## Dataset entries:
Content starts

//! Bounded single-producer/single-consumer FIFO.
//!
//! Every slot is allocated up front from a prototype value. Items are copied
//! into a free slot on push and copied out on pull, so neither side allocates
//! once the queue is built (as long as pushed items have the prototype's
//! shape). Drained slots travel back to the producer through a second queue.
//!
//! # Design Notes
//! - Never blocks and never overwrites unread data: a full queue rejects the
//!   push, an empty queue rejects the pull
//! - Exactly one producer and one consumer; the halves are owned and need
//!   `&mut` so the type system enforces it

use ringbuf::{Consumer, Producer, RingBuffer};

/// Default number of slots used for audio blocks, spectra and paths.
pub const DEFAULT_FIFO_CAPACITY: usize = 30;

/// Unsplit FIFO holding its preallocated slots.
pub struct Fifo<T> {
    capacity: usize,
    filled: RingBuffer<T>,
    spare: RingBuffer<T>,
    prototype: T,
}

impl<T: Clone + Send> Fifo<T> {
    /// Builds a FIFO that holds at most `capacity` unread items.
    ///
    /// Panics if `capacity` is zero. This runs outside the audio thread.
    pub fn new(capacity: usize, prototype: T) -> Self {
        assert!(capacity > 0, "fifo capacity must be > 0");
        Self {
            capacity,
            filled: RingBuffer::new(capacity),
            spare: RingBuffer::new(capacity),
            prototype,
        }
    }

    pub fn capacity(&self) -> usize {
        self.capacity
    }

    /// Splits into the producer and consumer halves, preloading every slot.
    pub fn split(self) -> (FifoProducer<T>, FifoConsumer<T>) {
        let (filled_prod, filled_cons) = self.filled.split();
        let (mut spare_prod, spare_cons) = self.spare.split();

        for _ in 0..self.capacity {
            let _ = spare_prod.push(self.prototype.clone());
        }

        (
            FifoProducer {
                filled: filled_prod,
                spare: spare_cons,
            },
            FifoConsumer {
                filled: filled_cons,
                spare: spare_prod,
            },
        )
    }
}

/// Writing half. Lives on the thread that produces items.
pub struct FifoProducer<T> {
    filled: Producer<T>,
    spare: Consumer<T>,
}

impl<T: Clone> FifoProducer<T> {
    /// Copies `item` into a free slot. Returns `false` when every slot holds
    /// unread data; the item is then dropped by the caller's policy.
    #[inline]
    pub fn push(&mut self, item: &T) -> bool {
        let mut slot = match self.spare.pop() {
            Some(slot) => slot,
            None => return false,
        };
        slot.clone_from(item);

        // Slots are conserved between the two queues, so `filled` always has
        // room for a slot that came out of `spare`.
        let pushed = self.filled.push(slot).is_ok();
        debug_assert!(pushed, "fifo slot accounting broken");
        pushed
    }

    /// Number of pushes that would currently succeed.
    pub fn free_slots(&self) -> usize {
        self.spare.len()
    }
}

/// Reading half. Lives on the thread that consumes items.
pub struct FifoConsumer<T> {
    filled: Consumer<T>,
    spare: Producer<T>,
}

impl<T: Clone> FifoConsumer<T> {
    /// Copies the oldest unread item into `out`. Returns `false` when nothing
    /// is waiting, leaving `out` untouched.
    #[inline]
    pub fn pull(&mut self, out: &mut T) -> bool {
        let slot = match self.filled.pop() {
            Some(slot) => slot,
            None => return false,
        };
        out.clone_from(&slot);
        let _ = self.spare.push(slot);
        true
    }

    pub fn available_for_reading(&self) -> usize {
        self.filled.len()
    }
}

Content ends
Content starts

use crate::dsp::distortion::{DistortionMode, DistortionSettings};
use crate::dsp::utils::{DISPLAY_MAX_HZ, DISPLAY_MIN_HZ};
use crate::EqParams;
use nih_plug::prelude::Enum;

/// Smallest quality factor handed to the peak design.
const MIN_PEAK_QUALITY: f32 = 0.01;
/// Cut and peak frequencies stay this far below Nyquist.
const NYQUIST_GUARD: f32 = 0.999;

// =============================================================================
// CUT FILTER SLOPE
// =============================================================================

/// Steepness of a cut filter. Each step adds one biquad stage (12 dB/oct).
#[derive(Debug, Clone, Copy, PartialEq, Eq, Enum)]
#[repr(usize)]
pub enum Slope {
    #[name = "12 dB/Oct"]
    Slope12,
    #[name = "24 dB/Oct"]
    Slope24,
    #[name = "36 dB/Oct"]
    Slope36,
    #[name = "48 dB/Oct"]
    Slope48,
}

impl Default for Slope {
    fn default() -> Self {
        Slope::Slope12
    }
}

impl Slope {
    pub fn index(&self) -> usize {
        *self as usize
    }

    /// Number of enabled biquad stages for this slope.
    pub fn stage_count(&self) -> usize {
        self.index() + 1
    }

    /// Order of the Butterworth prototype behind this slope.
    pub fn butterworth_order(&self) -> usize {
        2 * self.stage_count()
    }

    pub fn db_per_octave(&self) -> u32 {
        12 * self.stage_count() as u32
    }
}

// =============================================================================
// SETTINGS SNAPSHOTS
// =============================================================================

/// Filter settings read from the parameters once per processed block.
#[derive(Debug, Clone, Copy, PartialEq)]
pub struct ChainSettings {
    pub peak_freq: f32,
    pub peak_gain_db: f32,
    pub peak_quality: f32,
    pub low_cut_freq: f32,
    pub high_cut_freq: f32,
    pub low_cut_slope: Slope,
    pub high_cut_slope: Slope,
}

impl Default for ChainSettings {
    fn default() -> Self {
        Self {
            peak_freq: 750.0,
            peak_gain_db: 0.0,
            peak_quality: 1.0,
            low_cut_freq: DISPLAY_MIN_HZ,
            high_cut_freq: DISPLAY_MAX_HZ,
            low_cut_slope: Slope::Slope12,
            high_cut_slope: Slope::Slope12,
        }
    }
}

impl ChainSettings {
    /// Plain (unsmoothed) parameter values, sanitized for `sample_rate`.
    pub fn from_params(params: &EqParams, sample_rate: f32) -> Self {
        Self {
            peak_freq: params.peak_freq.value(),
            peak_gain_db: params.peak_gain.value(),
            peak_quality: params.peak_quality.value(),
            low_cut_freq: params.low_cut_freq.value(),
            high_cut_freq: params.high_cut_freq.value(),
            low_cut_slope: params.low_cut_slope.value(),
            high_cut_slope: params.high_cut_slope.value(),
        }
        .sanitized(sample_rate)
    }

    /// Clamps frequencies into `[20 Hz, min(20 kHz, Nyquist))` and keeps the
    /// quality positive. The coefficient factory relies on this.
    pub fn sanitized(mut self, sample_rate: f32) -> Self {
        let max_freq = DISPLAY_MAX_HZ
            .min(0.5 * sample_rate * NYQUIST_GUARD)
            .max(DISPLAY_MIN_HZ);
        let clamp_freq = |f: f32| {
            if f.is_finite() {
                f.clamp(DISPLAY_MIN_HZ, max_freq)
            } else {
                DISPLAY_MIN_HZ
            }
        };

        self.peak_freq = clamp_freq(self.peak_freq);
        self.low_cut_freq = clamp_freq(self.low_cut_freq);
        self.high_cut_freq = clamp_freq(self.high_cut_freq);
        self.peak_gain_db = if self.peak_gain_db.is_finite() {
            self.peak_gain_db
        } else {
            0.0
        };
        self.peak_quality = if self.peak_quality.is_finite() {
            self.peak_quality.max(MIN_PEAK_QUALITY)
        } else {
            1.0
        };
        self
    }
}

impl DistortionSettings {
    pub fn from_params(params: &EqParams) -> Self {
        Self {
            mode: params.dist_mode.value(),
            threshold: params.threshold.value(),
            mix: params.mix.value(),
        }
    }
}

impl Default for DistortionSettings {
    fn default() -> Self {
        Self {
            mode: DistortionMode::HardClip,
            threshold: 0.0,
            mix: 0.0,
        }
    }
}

Content ends

## Aim of the task:
Each line above where the word "halves" occurs should be copied out.

## Written solution:
//! - Exactly one producer and one consumer; the halves are owned and need
    /// Splits into the producer and consumer halves, preloading every slot.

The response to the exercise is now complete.